O LUGAR MAIS FAMINTO DO MUNDO
Na sexta-feira (30), Jens Laerke, porta-voz do Escritório da ONU para a Coordenação de Assuntos Humanitários (OCHA), afirmou que a região é hoje “o lugar mais faminto do mundo”. Ele disse também que o único alimento que pôde chegar a Gaza foi farinha, o que não ajuda, uma vez que a população não tem sequer condições de cozinhar. Ele completou dizendo que “100% da população de Gaza está correndo risco de passar fome”.
“É inaceitável. Civis estão arriscando — e em muitos casos perdendo — suas vidas apenas para conseguir comida”, disse o porta-voz da ONU, Stephane Dujarric, na terça-feira, acrescentando que o modelo de distribuição apoiado pelos EUA e Israel é “uma receita para o desastre, que é exatamente o que está acontecendo”.
Nesta quarta-feira (4) a entrega de alimentos pela GHF foi suspensa em todo o enclave de Gaza para “reestruturação”, com a organização privada alegando ter solicitado ao contratante, o exército israelense, que “oriente o fluxo de pessoas de forma a minimizar confusões ou riscos de escalada”. Apenas no terceiro massacre consecutivo o exército ocupante admitiu ter dado os tiros.

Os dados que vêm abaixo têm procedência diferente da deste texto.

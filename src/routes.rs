use utoipa::OpenApi;
use utoipa_swagger_ui::SwaggerUi;
use crate::docs::ApiDoc;
use axum::Router;
use crate::state::AppState;

use tower_http::cors::{Any, CorsLayer};

pub fn configure_routes(state: AppState) -> Router<AppState> {
    let cors = CorsLayer::new()
        .allow_origin(Any)
        .allow_methods(Any)
        .allow_headers(Any);

    Router::new()
        .merge(SwaggerUi::new("/swagger-ui").url("/api-docs/openapi.json", ApiDoc::openapi()))
        .nest("/api/v1", api_routes())
        .nest("/api/v1/auth", crate::modules::auth::router(state.clone()))
        .nest("/api/v1/settings", crate::modules::settings::router(state.clone()))
        .nest("/api/v1/uploads", crate::modules::uploads::router(state.clone()))
        .nest("/api/v1/jobs", crate::modules::jobs::router(state.clone()))
        .nest("/api/v1/queues", crate::modules::jobs::queue_router(state))
        .layer(cors)
}

fn api_routes() -> Router<AppState> {
    Router::new()
        .route("/health", axum::routing::get(|| async { "ok" }))
}
use anyhow::{anyhow, Result};
use argon2::password_hash::rand_core::OsRng;
use argon2::password_hash::{PasswordHash, PasswordHasher, PasswordVerifier, SaltString};
use argon2::Argon2;

pub fn hash_password(password: &str) -> Result<String> {
    let salt = SaltString::generate(&mut OsRng);
    Argon2::default()
        .hash_password(password.as_bytes(), &salt)
        .map(|hash| hash.to_string())
        .map_err(|e| anyhow!("Failed to hash password: {}", e))
}

pub fn verify_password(password: &str, password_hash: &str) -> Result<()> {
    let parsed = PasswordHash::new(password_hash).map_err(|e| anyhow!("Invalid password hash: {}", e))?;
    Argon2::default()
        .verify_password(password.as_bytes(), &parsed)
        .map_err(|_| anyhow!("Invalid credentials"))
}

#[cfg(test)]
mod tests {
    use super::*;

    #[test]
    fn hashed_password_verifies() {
        let hash = hash_password("render-farm").unwrap();
        assert!(verify_password("render-farm", &hash).is_ok());
        assert!(verify_password("wrong", &hash).is_err());
    }
}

A ONU pediu uma investigação independente sobre os novos massacres na fila da comida, que vêm aos crimes perpetrados pelo regime genocida israelenses contra os palestinos, já sob investigação da mais alta corte de justiça mundial. A ONU também tem reiterado que a distribuição de comida deve ser devolvida à agência de assistência aos refugiados palestinos (UNRWA) e às entidades humanitárias internacionais, que é quem têm estrutura, como fazem há décadas, para socorrer os refugiados. Em sua distribuição de comida, remédios e combustível, a ONU organiza cerca de 400 locais por toda a Faixa, enquanto a arapuca GHF tenta concentrar a entrega em 4 locais no sul de Gaza.